Sia chiaro da subito: il concetto di fallimento è rigorosamente inteso come deriva esistenziale, come debilitazione psichica, come autopercezione di nullità. Niente a che vedere, quindi, con le evidenze sociali di carriera, la riuscita economica e i riconoscimenti ufficiali.
La considerazione negativa e fallimentare di sé è impermeabile a qualunque risultato esteriore positivo, per cui il soggetto è costretto in maniera patologica a negare questo suo sentimento interiore attraverso continue operazioni di intervento sulla realtà.
È questa la caratteristica, ad esempio, dei critici e degli opinionisti. Scavi un po’ nella loro vita, prendi in considerazione le qualità delle loro famiglie, scopri le reputazioni su di loro in ambiente di lavoro, analizzi la consistenza delle loro relazioni, fai una osservazione approfondita sul loro esito esistenziale e alla fine ti chiedi: con che faccia questi fenomeni criticano gli altri? Con che coraggio questi esperimenti si permettono di dare consigli e di esprimere i giudizi? La risposta è piuttosto semplice, interessa specificamente il campo psichico ed è riassunta in una osservazione dello psicologo junghiano Aldo Carotenuto, il quale giustamente evidenziò come è particolarmente difficile, se non inutile, far comprendere alle persone che ci sono delle cose dentro di loro che non funzionano, quando tutta la vita esteriore sta andando bene.
Per fare un unico e clamoroso esempio, basta pensare ormai all’ultracitato presidente francese. Arrivare a una presidenza della Repubblica e ad una fama internazionale, apparentemente sembra una vita riuscita, ma se approfondiamo il discorso psichico, Macron è soltanto uno psicopatico narcisista che deve soffocare le sue insufficienze e i suoi fallimenti interiori con quella che gli specialisti definiscono testualmente la “maschera della normalità”.

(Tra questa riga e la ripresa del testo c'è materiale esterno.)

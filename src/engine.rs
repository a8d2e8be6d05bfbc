mod client;
mod normalize;

pub use client::EngineClient;
pub use normalize::normalize;

use serde::Deserialize;

/// Output of a single engine stage (compile or run).
///
/// The engine omits the compile stage for interpreted languages and the run
/// stage when compilation fails, so both appear as options on the response.
/// `code` is absent when the process was killed by a signal.
#[derive(Deserialize, Debug, Default, Clone)]
pub struct StageOutput {
    #[serde(default)]
    pub stdout: String,
    #[serde(default)]
    pub stderr: String,
    #[serde(default)]
    pub code: Option<i32>,
    #[serde(default)]
    pub signal: Option<String>,
}

#[derive(Deserialize, Debug, Default)]
pub struct EngineResponse {
    pub compile: Option<StageOutput>,
    pub run: Option<StageOutput>,
}
use super::*;

#[put("/api/projects/{project_id}/files/{file_id}")]
pub async fn update_file_handler(
    pool: web::Data<SqlitePool>,
    path: web::Path<(String, String)>,
    body: web::Json<UpdateFileRequest>,
) -> impl Responder {
    let (project_id, file_id) = path.into_inner();
    let request = body.into_inner();

    match db::update_file(
        &project_id,
        &file_id,
        &request.content,
        request.path.as_deref(),
        pool.get_ref(),
    )
    .await
    {
        Ok(file) => {
            log::debug!("Updated {} in project {project_id}", file.path);
            HttpResponse::Ok().json(file)
        }
        Err(StoreError::NotFound) => HttpResponse::NotFound().json(ErrorResponseWithMessage {
            reason: "ERR_NOT_FOUND",
            code: 3,
            message: format!("File {file_id} not found."),
        }),
        Err(e) => {
            log::error!("Failed to update file {file_id} in project {project_id}: {e}");
            HttpResponse::InternalServerError().json(ErrorResponse {
                reason: "ERR_INTERNAL",
                code: 6,
            })
        }
    }
}
use std::fs;
use std::sync::atomic::{AtomicU32, Ordering};

use actix_web::{App, test, web};
use pretty_assertions::assert_eq;
use serde_json::json;
use sqlx::sqlite::SqlitePool;

use codebench::database as db;
use codebench::routes::{
    create_file_handler, create_project_handler, delete_file_handler, download_project_handler,
    get_project_handler, json_error_handler, list_projects_handler, update_file_handler,
};

// Global counter to ensure unique test database names
static TEST_DB_COUNTER: AtomicU32 = AtomicU32::new(0);

// Helper function to create isolated test database
async fn create_test_db() -> (SqlitePool, String) {
    let test_id = TEST_DB_COUNTER.fetch_add(1, Ordering::SeqCst);
    let db_path = std::env::temp_dir()
        .join(format!("codebench_test_{}.db", test_id))
        .display()
        .to_string();

    // Remove existing test database if it exists
    let _ = fs::remove_file(&db_path);

    let db_pool = db::init_db(&db_path).await.unwrap();

    (db_pool, db_path)
}

// Test guard that ensures cleanup on drop
struct TestDbGuard {
    db_path: String,
}

impl TestDbGuard {
    fn new(db_path: String) -> Self {
        Self { db_path }
    }
}

impl Drop for TestDbGuard {
    fn drop(&mut self) {
        let _ = fs::remove_file(&self.db_path);
        let _ = fs::remove_file(format!("{}-wal", self.db_path));
        let _ = fs::remove_file(format!("{}-shm", self.db_path));
    }
}

macro_rules! project_app {
    ($pool:expr) => {
        test::init_service(
            App::new()
                .app_data(web::Data::new($pool.clone()))
                .app_data(web::JsonConfig::default().error_handler(json_error_handler))
                .service(create_project_handler)
                .service(list_projects_handler)
                .service(download_project_handler)
                .service(get_project_handler)
                .service(create_file_handler)
                .service(update_file_handler)
                .service(delete_file_handler),
        )
        .await
    };
}

/// Creates a project through the API and returns its id.
macro_rules! create_project {
    ($app:expr, $name:expr) => {{
        let req = test::TestRequest::post()
            .uri("/api/projects")
            .set_json(json!({ "name": $name, "description": "integration fixture" }))
            .to_request();
        let resp = test::call_service(&$app, req).await;
        assert_eq!(resp.status(), 200);
        let body: serde_json::Value = test::read_body_json(resp).await;
        body["id"].as_str().unwrap().to_string()
    }};
}

/// Creates a file or folder and returns the raw service response.
macro_rules! create_file {
    ($app:expr, $project_id:expr, $path:expr, $is_folder:expr) => {{
        let content = if $is_folder {
            serde_json::Value::Null
        } else {
            json!("content")
        };
        let req = test::TestRequest::post()
            .uri(&format!("/api/projects/{}/files", $project_id))
            .set_json(json!({
                "path": $path,
                "content": content,
                "is_folder": $is_folder
            }))
            .to_request();
        test::call_service(&$app, req).await
    }};
}

/// Fetches the project and returns its files as (path, is_folder) pairs in
/// listing order.
macro_rules! list_paths {
    ($app:expr, $project_id:expr) => {{
        let req = test::TestRequest::get()
            .uri(&format!("/api/projects/{}", $project_id))
            .to_request();
        let resp = test::call_service(&$app, req).await;
        assert_eq!(resp.status(), 200);
        let body: serde_json::Value = test::read_body_json(resp).await;
        body["files"]
            .as_array()
            .unwrap()
            .iter()
            .map(|f| {
                (
                    f["path"].as_str().unwrap().to_string(),
                    f["is_folder"].as_bool().unwrap(),
                )
            })
            .collect::<Vec<_>>()
    }};
}

#[actix_web::test]
async fn test_create_project_seeds_default_layout() {
    let (db_pool, db_path) = create_test_db().await;
    let _guard = TestDbGuard::new(db_path);
    let app = project_app!(db_pool);

    let project_id = create_project!(app, "demo");
    let files = list_paths!(app, project_id);

    // Folders first, then files lexicographically by path
    assert_eq!(
        files,
        vec![
            ("src".to_string(), true),
            ("README.md".to_string(), false),
            ("src/index.js".to_string(), false),
        ]
    );
}

#[actix_web::test]
async fn test_create_project_requires_name() {
    let (db_pool, db_path) = create_test_db().await;
    let _guard = TestDbGuard::new(db_path);
    let app = project_app!(db_pool);

    let req = test::TestRequest::post()
        .uri("/api/projects")
        .set_json(json!({ "name": "   " }))
        .to_request();
    let resp = test::call_service(&app, req).await;
    assert_eq!(resp.status(), 400);

    let body: serde_json::Value = test::read_body_json(resp).await;
    assert_eq!(body["reason"], "ERR_INVALID_ARGUMENT");
    assert_eq!(body["code"], 1);

    // Missing field entirely is rejected by the payload handler
    let req = test::TestRequest::post()
        .uri("/api/projects")
        .set_json(json!({ "description": "no name" }))
        .to_request();
    let resp = test::call_service(&app, req).await;
    assert_eq!(resp.status(), 400);
}

#[actix_web::test]
async fn test_duplicate_path_is_rejected_within_one_project_only() {
    let (db_pool, db_path) = create_test_db().await;
    let _guard = TestDbGuard::new(db_path);
    let app = project_app!(db_pool);

    let first = create_project!(app, "first");
    let second = create_project!(app, "second");

    let resp = create_file!(app, first, "notes.md", false);
    assert_eq!(resp.status(), 200);

    let resp = create_file!(app, first, "notes.md", false);
    assert_eq!(resp.status(), 400);
    let body: serde_json::Value = test::read_body_json(resp).await;
    assert_eq!(body["reason"], "ERR_DUPLICATE_PATH");
    assert_eq!(body["code"], 4);

    // The identical path in a different project succeeds
    let resp = create_file!(app, second, "notes.md", false);
    assert_eq!(resp.status(), 200);
}

#[actix_web::test]
async fn test_create_file_in_unknown_project_is_not_found() {
    let (db_pool, db_path) = create_test_db().await;
    let _guard = TestDbGuard::new(db_path);
    let app = project_app!(db_pool);

    let resp = create_file!(app, "missing", "notes.md", false);
    assert_eq!(resp.status(), 404);
}

#[actix_web::test]
async fn test_folder_delete_cascades_by_path_prefix() {
    let (db_pool, db_path) = create_test_db().await;
    let _guard = TestDbGuard::new(db_path);
    let app = project_app!(db_pool);

    let project_id = create_project!(app, "cascade");

    let resp = create_file!(app, project_id, "docs", true);
    assert_eq!(resp.status(), 200);
    let folder: serde_json::Value = test::read_body_json(resp).await;
    let folder_id = folder["id"].as_str().unwrap().to_string();

    for (path, is_folder) in [
        ("docs/a.md", false),
        ("docs/sub", true),
        ("docs/sub/b.md", false),
        // Shares the string prefix but not the folder boundary; must survive
        ("docs-notes.md", false),
    ] {
        let resp = create_file!(app, project_id, path, is_folder);
        assert_eq!(resp.status(), 200);
    }

    let req = test::TestRequest::delete()
        .uri(&format!("/api/projects/{project_id}/files/{folder_id}"))
        .to_request();
    let resp = test::call_service(&app, req).await;
    assert_eq!(resp.status(), 200);
    let body: serde_json::Value = test::read_body_json(resp).await;
    assert_eq!(body["deleted"], 4); // the folder itself + three descendants

    let remaining: Vec<String> = list_paths!(app, project_id)
        .into_iter()
        .map(|(path, _)| path)
        .collect();
    assert!(remaining.contains(&"docs-notes.md".to_string()));
    assert!(!remaining.iter().any(|p| p.starts_with("docs/")));
    assert!(!remaining.contains(&"docs".to_string()));
}

#[actix_web::test]
async fn test_update_file_content_and_missing_file() {
    let (db_pool, db_path) = create_test_db().await;
    let _guard = TestDbGuard::new(db_path);
    let app = project_app!(db_pool);

    let project_id = create_project!(app, "edit");

    let resp = create_file!(app, project_id, "main.py", false);
    assert_eq!(resp.status(), 200);
    let file: serde_json::Value = test::read_body_json(resp).await;
    let file_id = file["id"].as_str().unwrap().to_string();

    let req = test::TestRequest::put()
        .uri(&format!("/api/projects/{project_id}/files/{file_id}"))
        .set_json(json!({ "content": "print('updated')" }))
        .to_request();
    let resp = test::call_service(&app, req).await;
    assert_eq!(resp.status(), 200);
    let updated: serde_json::Value = test::read_body_json(resp).await;
    assert_eq!(updated["content"], "print('updated')");
    // Path untouched when the request omits it
    assert_eq!(updated["path"], "main.py");

    let req = test::TestRequest::put()
        .uri(&format!("/api/projects/{project_id}/files/nonexistent"))
        .set_json(json!({ "content": "whatever" }))
        .to_request();
    let resp = test::call_service(&app, req).await;
    assert_eq!(resp.status(), 404);
    let body: serde_json::Value = test::read_body_json(resp).await;
    assert_eq!(body["reason"], "ERR_NOT_FOUND");
    assert_eq!(body["code"], 3);
}

#[actix_web::test]
async fn test_get_unknown_project_is_not_found() {
    let (db_pool, db_path) = create_test_db().await;
    let _guard = TestDbGuard::new(db_path);
    let app = project_app!(db_pool);

    let req = test::TestRequest::get()
        .uri("/api/projects/does-not-exist")
        .to_request();
    let resp = test::call_service(&app, req).await;
    assert_eq!(resp.status(), 404);
    let body: serde_json::Value = test::read_body_json(resp).await;
    assert_eq!(body["reason"], "ERR_NOT_FOUND");
}

#[actix_web::test]
async fn test_list_projects_most_recently_updated_first() {
    let (db_pool, db_path) = create_test_db().await;
    let _guard = TestDbGuard::new(db_path);
    let app = project_app!(db_pool);

    let older = create_project!(app, "older");
    let newer = create_project!(app, "newer");

    // Touch the older project so it floats back to the top
    tokio::time::sleep(std::time::Duration::from_millis(5)).await;
    let resp = create_file!(app, older, "bump.txt", false);
    assert_eq!(resp.status(), 200);

    let req = test::TestRequest::get().uri("/api/projects").to_request();
    let resp = test::call_service(&app, req).await;
    assert_eq!(resp.status(), 200);
    let body: serde_json::Value = test::read_body_json(resp).await;
    let ids: Vec<&str> = body
        .as_array()
        .unwrap()
        .iter()
        .map(|p| p["id"].as_str().unwrap())
        .collect();
    assert_eq!(ids, vec![older.as_str(), newer.as_str()]);
}

#[actix_web::test]
async fn test_download_archives_every_file_at_its_path() {
    let (db_pool, db_path) = create_test_db().await;
    let _guard = TestDbGuard::new(db_path);
    let app = project_app!(db_pool);

    let project_id = create_project!(app, "bundle");
    let resp = create_file!(app, project_id, "src/extra.js", false);
    assert_eq!(resp.status(), 200);

    let req = test::TestRequest::get()
        .uri(&format!("/api/projects/{project_id}/download"))
        .to_request();
    let resp = test::call_service(&app, req).await;
    assert_eq!(resp.status(), 200);
    assert_eq!(
        resp.headers().get("content-type").unwrap(),
        "application/zip"
    );

    let bytes = test::read_body(resp).await;
    let mut archive = zip::ZipArchive::new(std::io::Cursor::new(bytes.to_vec())).unwrap();

    let mut names: Vec<String> = (0..archive.len())
        .map(|i| archive.by_index(i).unwrap().name().to_string())
        .collect();
    names.sort();

    // Every non-folder node at its recorded path; the folder itself is absent
    assert_eq!(
        names,
        vec![
            "README.md".to_string(),
            "src/extra.js".to_string(),
            "src/index.js".to_string(),
        ]
    );
}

Questo in grande. Poi ci sono i tanti, piccoli, fastidiosi e insopportabili maestrini della quotidianità, guitti delle banalità, figuranti dell’ovvio e del bravo pensierino. Sono quelli soffocati dai rimpianti per un passato irriferibile, tanto scialbo e insignificante; quelli che quando parlano della loro sfiorita giovinezza, per dirla alla Gaber, riferiscono “sogni sognati da altri sognatori”. Sono quelli che, davanti al futuro, non riescono a gestire la sana inquietudine che tutti normalmente provano nel riconoscere l’approssimarsi della naturale fine, allora riempiono il presente con il movimento parossistico e afinalistico, si inventano qualunque tipo di diversivo per non far emergere alla coscienza le miserie del passato e gli inconcludenti progetti mai messi in opera.
È così che l’angoscia nel rischio di guardare dentro di sé, nel constatare che quella che loro credevano felicità era soltanto la negazione patologica e tossica della loro esistenza, viene continuamente sedata in un incessante movimento di ricerca di novità, di curiosità, di frivoli interessi e anche di fughe ambientali – come cantò Roberto Vecchioni prima di deteriorarsi con l’età: “E contro il niente, adesso parte / ogni mezz’ora, un volo charter / itinerario di gran moda” –, la scelta di tuffarsi in un vuoto esteriore, per evitare di affrontare quello interiore.
Nella generale inutilità di certe persone – gli ilici dello gnosticismo, la scala più bassa dell’umanità – c’è poi una percentuale che arriva al punto di essere deleteria e insalubre, non solo superflua e sterile: la setta degli invidiosi che, come l’Idra dalle molteplici teste, ha anche molte molteplici espressioni, e una di queste è la critica politica. Per questi relitti dell’umana intelligenza, la parola d’ordine è: Sputtanare! Non importa la cognizione di causa, neppure la documentazione oggettiva, né tantomeno la capacità personale; quello che importa è solo la demonizzazione e la stigmatizzazione di chi la pensa altrimenti, perché alla base di questo meccanismo non è il rifiuto dell’idea non condivisa, ma la rabbia per il coraggio che l’altro ha nel manifestarla. Invidia e vigliaccheria: i due veleni mortali dei falliti.